Metadata-Version: 2.4
Name: distilabel-steps-library
Version: 0.1.1
Summary: A bunch of steps for distilabel.
License: WTFPL
Requires-Python: >=3.12
Requires-Dist: distilabel>=1.4.1
Description-Content-Type: text/markdown

# Distilabel Steps Library

> **Note**: This README was automatically generated by Claude-3.5-Sonnet.
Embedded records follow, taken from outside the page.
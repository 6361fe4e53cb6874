// SPDX-License-Identifier: BUSL-1.1
// Copyright (c) 2026 Alfred Jean LLC

use super::*;
use chrono::Utc;
use sdv_core::{Application, LifecycleState, RestartPolicy};
use sdv_storage::LogQuery;

fn seeded_store(app: &str) -> (Store, AppId) {
    let store = Store::open_in_memory().unwrap();
    let now = Utc::now();
    let app_id = AppId::parse(app).unwrap();
    store
        .insert_application(&Application {
            id: app_id.clone(),
            name: app.to_string(),
            description: None,
            version: None,
            app_type: sdv_core::AppType::Python,
            code: Some("print('hi')".to_string()),
            entry_point: Some("main.py".to_string()),
            binary_path: None,
            working_dir: None,
            args: vec![],
            env: Default::default(),
            python_deps: vec![],
            vehicle_signals: vec![],
            data_path: None,
            config: Default::default(),
            status: LifecycleState::Installed,
            auto_start: false,
            restart_policy: RestartPolicy::Never,
            resources: Default::default(),
            created_at: now,
            updated_at: now,
        })
        .unwrap();
    (store, app_id)
}

fn hub_with(app: &str) -> (LogHub, Store, AppId, tempfile::TempDir) {
    let (store, app_id) = seeded_store(app);
    let dir = tempfile::tempdir().unwrap();
    let hub = LogHub::new(store.clone(), dir.path().join("logs"), LogHubConfig::default());
    (hub, store, app_id, dir)
}

#[tokio::test]
async fn lines_are_sequenced_and_replayed() {
    let (hub, _store, app_id, _dir) = hub_with("h1");

    hub.publish(&app_id, LogStreamKind::Stdout, b"one\ntwo\n");
    hub.publish(&app_id, LogStreamKind::Stdout, b"three\n");

    let client = ClientId::new();
    let (sub, replayed) = hub.subscribe(&client, &app_id);
    assert_eq!(replayed, 3);

    for (expected_seq, expected) in [(1u64, "one"), (2, "two"), (3, "three")] {
        let line = sub.recv().await.unwrap();
        assert_eq!(line.seq, expected_seq);
        assert_eq!(line.content, expected);
    }
}

#[tokio::test]
async fn partial_chunks_join_into_one_line() {
    let (hub, _store, app_id, _dir) = hub_with("h2");

    let client = ClientId::new();
    let (sub, _) = hub.subscribe(&client, &app_id);

    hub.publish(&app_id, LogStreamKind::Stdout, b"hel");
    hub.publish(&app_id, LogStreamKind::Stdout, b"lo wor");
    hub.publish(&app_id, LogStreamKind::Stdout, b"ld\n");

    let line = sub.recv().await.unwrap();
    assert_eq!(line.content, "hello world");
}

#[tokio::test]
async fn idle_timeout_flushes_dangling_partial() {
    let (store, app_id) = seeded_store("h3");
    let dir = tempfile::tempdir().unwrap();
    let config = LogHubConfig {
        idle_flush: Duration::from_millis(20),
        ..Default::default()
    };
    let hub = LogHub::new(store, dir.path().join("logs"), config);

    let client = ClientId::new();
    let (sub, _) = hub.subscribe(&client, &app_id);

    hub.publish(&app_id, LogStreamKind::Stdout, b"no newline");
    let line = tokio::time::timeout(Duration::from_millis(500), sub.recv())
        .await
        .unwrap()
        .unwrap();
    assert_eq!(line.content, "no newline");
}

#[tokio::test]
async fn streams_keep_separate_partials() {
    let (hub, _store, app_id, _dir) = hub_with("h4");
    let client = ClientId::new();
    let (sub, _) = hub.subscribe(&client, &app_id);

    hub.publish(&app_id, LogStreamKind::Stdout, b"out-");
    hub.publish(&app_id, LogStreamKind::Stderr, b"err\n");
    hub.publish(&app_id, LogStreamKind::Stdout, b"done\n");

    let first = sub.recv().await.unwrap();
    assert_eq!(first.stream, LogStreamKind::Stderr);
    assert_eq!(first.content, "err");
    let second = sub.recv().await.unwrap();
    assert_eq!(second.content, "out-done");
}

#[tokio::test]
async fn ansi_is_stripped_and_json_fields_override() {
    let (hub, _store, app_id, _dir) = hub_with("h5");
    let client = ClientId::new();
    let (sub, _) = hub.subscribe(&client, &app_id);

    hub.publish(&app_id, LogStreamKind::Stdout, b"\x1b[31mred alert\x1b[0m\n");
    assert_eq!(sub.recv().await.unwrap().content, "red alert");

    hub.publish(
        &app_id,
        LogStreamKind::Stdout,
        br#"{"msg":"structured","timestamp":"2026-07-01T08:00:00Z"}
"#,
    );
    let line = sub.recv().await.unwrap();
    assert_eq!(line.content, "structured");
    assert_eq!(line.timestamp.to_rfc3339(), "2026-07-01T08:00:00+00:00");
}

#[tokio::test]
async fn ring_evicts_oldest_but_keeps_sequences() {
    let (store, app_id) = seeded_store("h6");
    let dir = tempfile::tempdir().unwrap();
    let config = LogHubConfig { max_lines: 5, replay_lines: 100, ..Default::default() };
    let hub = LogHub::new(store, dir.path().join("logs"), config);

    for n in 1..=8 {
        hub.publish(&app_id, LogStreamKind::Stdout, format!("line {n}\n").as_bytes());
    }

    let client = ClientId::new();
    let (sub, replayed) = hub.subscribe(&client, &app_id);
    assert_eq!(replayed, 5);
    let first = sub.recv().await.unwrap();
    assert_eq!(first.seq, 4, "oldest three evicted, sequences preserved");
}

#[tokio::test]
async fn slow_subscriber_gets_drop_sentinel_oldest_first() {
    let (store, app_id) = seeded_store("h7");
    let dir = tempfile::tempdir().unwrap();
    let config = LogHubConfig { subscriber_queue: 4, ..Default::default() };
    let hub = LogHub::new(store, dir.path().join("logs"), config);

    let client = ClientId::new();
    let (sub, _) = hub.subscribe(&client, &app_id);

    // 7 lines into a queue of 4: lines 1..3 fall out the old end
    for n in 1..=7 {
        hub.publish(&app_id, LogStreamKind::Stdout, format!("line {n}\n").as_bytes());
    }

    let sentinel = sub.recv().await.unwrap();
    assert_eq!(sentinel.stream, LogStreamKind::System);
    assert_eq!(sentinel.content, "3 lines dropped");
    assert_eq!(sentinel.seq, 1, "sentinel takes the first dropped sequence");

    // Then the newest window, in order
    for expected in 4u64..=7 {
        let line = sub.recv().await.unwrap();
        assert_eq!(line.seq, expected);
    }
}

#[tokio::test]
async fn unsubscribe_closes_the_stream() {
    let (hub, _store, app_id, _dir) = hub_with("h8");
    let client = ClientId::new();
    let (sub, _) = hub.subscribe(&client, &app_id);

    assert_eq!(hub.unsubscribe(&client, Some(&app_id)), 1);
    assert!(sub.recv().await.is_none());

    // Unsubscribing again removes nothing
    assert_eq!(hub.unsubscribe(&client, Some(&app_id)), 0);
}

#[tokio::test]
async fn lines_reach_store_and_file_sink() {
    let (hub, store, app_id, dir) = hub_with("h9");

    hub.publish(&app_id, LogStreamKind::Stdout, b"persist me\n");
    hub.shutdown().await; // drains the writer

    let stored = store.read_logs(&app_id, &LogQuery::default()).unwrap();
    assert_eq!(stored.len(), 1);
    assert_eq!(stored[0].content, "persist me");
    assert_eq!(stored[0].seq, 1);

    let sink = dir.path().join("logs").join(format!("{app_id}.log"));
    assert!(std::fs::read_to_string(sink).unwrap().contains("persist me"));
}

#[tokio::test]
async fn sequences_continue_across_hub_restarts() {
    let (store, app_id) = seeded_store("h10");
    let dir = tempfile::tempdir().unwrap();

    let hub = LogHub::new(store.clone(), dir.path().join("logs"), LogHubConfig::default());
    hub.publish(&app_id, LogStreamKind::Stdout, b"before\n");
    hub.shutdown().await;

    let hub = LogHub::new(store.clone(), dir.path().join("logs"), LogHubConfig::default());
    hub.publish(&app_id, LogStreamKind::Stdout, b"after\n");
    hub.shutdown().await;

    let stored = store.read_logs(&app_id, &LogQuery::default()).unwrap();
    assert_eq!(stored.iter().map(|l| l.seq).collect::<Vec<_>>(), vec![1, 2]);
}

#[tokio::test]
async fn tail_attach_streams_container_output() {
    let (hub, _store, app_id, _dir) = hub_with("h11");
    let engine = Arc::new(crate::docker::FakeEngine::new());
    let container = engine
        .create(&crate::docker::ContainerSpec::default().labeled_for(&app_id))
        .await
        .unwrap();
    engine.start(&container).await.unwrap();

    let client = ClientId::new();
    let (sub, _) = hub.subscribe(&client, &app_id);

    hub.attach_container(&app_id, &container, engine.clone());
    engine.push_log(&container, LogStreamKind::Stdout, b"from container\n");

    let line = tokio::time::timeout(Duration::from_secs(2), sub.recv())
        .await
        .unwrap()
        .unwrap();
    assert_eq!(line.content, "from container");

    hub.detach_container(&app_id);
}

#[tokio::test]
async fn publish_for_unknown_app_is_dropped() {
    let store = Store::open_in_memory().unwrap();
    let dir = tempfile::tempdir().unwrap();
    let hub = LogHub::new(store.clone(), dir.path().join("logs"), LogHubConfig::default());

    // Never inserted; nothing should panic or persist
    let ghost = AppId::parse("ghost").unwrap();
    hub.publish(&ghost, LogStreamKind::Stdout, b"void\n");
    hub.shutdown().await;
}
If you spot any errors or confusing sections, please file an issue or submit a PR!

A collection of utility steps for processing and manipulating data in distilabel pipelines.

## Installation

```bash
pip install distilabel-steps-library
```

## Available Steps

### Chat Processing Steps

#### FormatPlaintextChatTranscript

Formats chat messages into a plaintext transcript format where each message is represented as "<role>: <content>" on a new line.

**Input Columns:**

- `messages` (List[Dict[str, str]]): List of message dictionaries with 'role' and 'content' keys

**Output Columns:**

- `transcript` (str): Plaintext representation of the chat messages

**Example:**

```python
from distilabel_steps_library.chat import FormatPlaintextChatTranscript

format_transcript = FormatPlaintextChatTranscript()
result = next(
    format_transcript.process([{
        "messages": [
            {"role": "user", "content": "What's 2+2?"},
            {"role": "assistant", "content": "4"}
        ]
    }])
)
# Result includes: 'transcript': 'user: What's 2+2?\nassistant: 4'
```

#### FlipMessageRoles

Flips the roles in chat messages between 'user' and 'assistant' while preserving system messages.

**Input Columns:**

- `messages` (List[Dict[str, str]]): List of message dictionaries

**Output Columns:**

- `flipped_messages` (List[Dict[str, str]]): Messages with swapped roles

**Example:**

```python
from distilabel_steps_library.chat import FlipMessageRoles

flip_roles = FlipMessageRoles()
result = next(
    flip_roles.process([{
        "messages": [
            {"role": "user", "content": "Hello"},
            {"role": "assistant", "content": "Hi"}
        ]
    }])
)
# Result includes flipped roles: user->assistant, assistant->user
```

#### InsertMessage

Inserts a new message into the chat messages at a specified index.

**Input Columns:**

- `messages` (List[Dict[str, str]]): List of message dictionaries
- `content` (str): Content for the message to be inserted

**Output Columns:**

- `messages` (List[Dict[str, str]]): Modified list with the new message

**Example:**

```python
from distilabel_steps_library.chat import InsertMessage

insert = InsertMessage(index=0, role="system")
result = next(
    insert.process([{
        "messages": [
            {"role": "user", "content": "Hi"}
        ],
        "content": "Be helpful"
    }])
)
# Inserts system message at the beginning
```

### Data Cleaning Steps

#### DropEmpty

Filters out rows containing empty values in specified columns.

**Input Columns:**

- Any columns specified in the `columns` parameter (or all columns if none specified)

**Output Columns:**

- All input columns (for non-empty rows)

**Example:**

```python
from distilabel_steps_library import DropEmpty

# Drop rows with empty values in specific columns
drop_step = DropEmpty(columns=["instruction", "response"])
result = next(
    drop_step.process([
        {"instruction": "Task", "response": ""},  # Will be dropped
        {"instruction": "Task 2", "response": "Answer"}  # Will be kept
    ])
)
```

## Contributing

Contributions are welcome! Please feel free to submit a Pull Request.

## License

WTFPL.